Compreende-se, com efeito, o espanto de Moisés e de Elias: eles que vislumbraram a proximidade da glória divina, impaciente por salvar os homens, eis que a contemplam no corpo do Filho do homem. “Eu vi, eu vi a aflição de meu povo . . . ouvi os seus clamores . . . resolvi livrá-los . . .“ (Ex 3,7); “ouvi-me, Senhor, ouvi-me . . . estou devorado de zelo pelo Senhor Iahweh, porque os filhos de Israel te abandonaram (lRs 18,37; 19,10): já não são palavras divinas nem palavras de homens, mas o próprio Verbo em sua humanidade; não mais uma promessa e uma expectativa, mas o evento, a “realidade: é o corpo de Cristo!” (Cl 2,17). Moisés e Elias podem sair da gruta do Sinai sem cobrir o rosto: contemplam a fonte da luz no corpo do Verbo.

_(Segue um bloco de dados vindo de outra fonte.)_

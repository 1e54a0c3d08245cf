use thiserror::Error;

use crate::dom::NodeId;

#[derive(Debug, Error)]
pub enum EditorError {
    #[error(transparent)]
    Config(#[from] ConfigError),
    #[error(transparent)]
    Selection(#[from] SelectionError),
    #[error(transparent)]
    Structure(#[from] StructureError),
    #[error(transparent)]
    Markup(#[from] MarkupError),
    #[error("unknown command `{0}`")]
    UnknownCommand(String),
    #[error("editor has been detached")]
    Detached,
}

#[derive(Debug, Error)]
pub enum ConfigError {
    #[error("missing root element identifier")]
    MissingRootId,
    #[error("invalid color value `{0}`")]
    InvalidColor(String),
    #[error("failed to read options: {0}")]
    Io(#[from] std::io::Error),
    #[error("failed to parse options: {0}")]
    Toml(#[from] toml::de::Error),
}

#[derive(Debug, Error, PartialEq, Eq)]
pub enum SelectionError {
    #[error("node {0:?} is not part of the editor")]
    InvalidNode(NodeId),
    #[error("position cannot be resolved: {0}")]
    InvalidPosition(String),
    #[error("there is no active selection")]
    NoSelection,
}

#[derive(Debug, Error, PartialEq, Eq)]
pub enum StructureError {
    #[error("node {0:?} has no parent")]
    Detached(NodeId),
    #[error("node {0:?} is not an element")]
    NotAnElement(NodeId),
    #[error("node {0:?} is not a text node")]
    NotText(NodeId),
    #[error("node {node:?} is not a child of {parent:?}")]
    NotAChild { parent: NodeId, node: NodeId },
    #[error("node {0:?} cannot be inserted into its own subtree")]
    HierarchyRequest(NodeId),
}

#[derive(Debug, Error, PartialEq, Eq)]
pub enum MarkupError {
    #[error("unterminated markup at byte {offset}")]
    Unterminated { offset: usize },
    #[error("unterminated value for attribute `{name}` at byte {offset}")]
    UnterminatedAttribute { offset: usize, name: String },
    #[error("invalid markup structure: {0}")]
    Structure(String),
}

Quanto aos três discípulos, ficam inundados, durante alguns segundos, por tudo que lhes será dado receber, compreender e viver a partir de Pentecostes: a luz divinizante que emana do corpo de Cristo, as energias multiformes do Espirito que dá a vida. Naquele momento, o que os derruba é perceber que “Este” é não somente “Deus com os homens”, mas Deus-homem: nada pode ir de Deus ao homem e do homem a Deus senão pelo seu corpo. E a outra certeza será por Pedro testemunhada em suas cartas e por João, em seus escritos: a participação nesta vida do Pai que se irradia do corpo de Cristo é proporcional à fé do homem. Nessa luz de fé que iluminou seus olhos de carne consiste a novidade da transfiguração. Graças a ela, aproximando-se do corpo de Jesus, “apalpam a Palavra da vida” (lJo 1,1).
Doravante não há mais distância entre a matéria e a divindade: no corpo de Cristo nossa carne está em comunhão com o Príncipe da vida, sem embaraço nem separação. Do que o Verbo inaugurou em sua encarnação e manifestou desde o seu batis¬mo através de seus milagres, sua transfiguração faz entrever a plenitude: o corpo do Senhor Jesus é o sacramento que dá a vida de Deus aos homens. Quando nossa humanidade consentir em unir-se á humanidade de Jesus, participará, então, da natureza divina (2Pd 1,4), será divinizada. Se todo o sentido da economia da salvação consiste nisso, compreendemos que a Liturgia é, afinal, a sua realização. A divinização do homem será participação no corpo de Cristo.
CORBON, J., Liturgia de fonte, 66-69.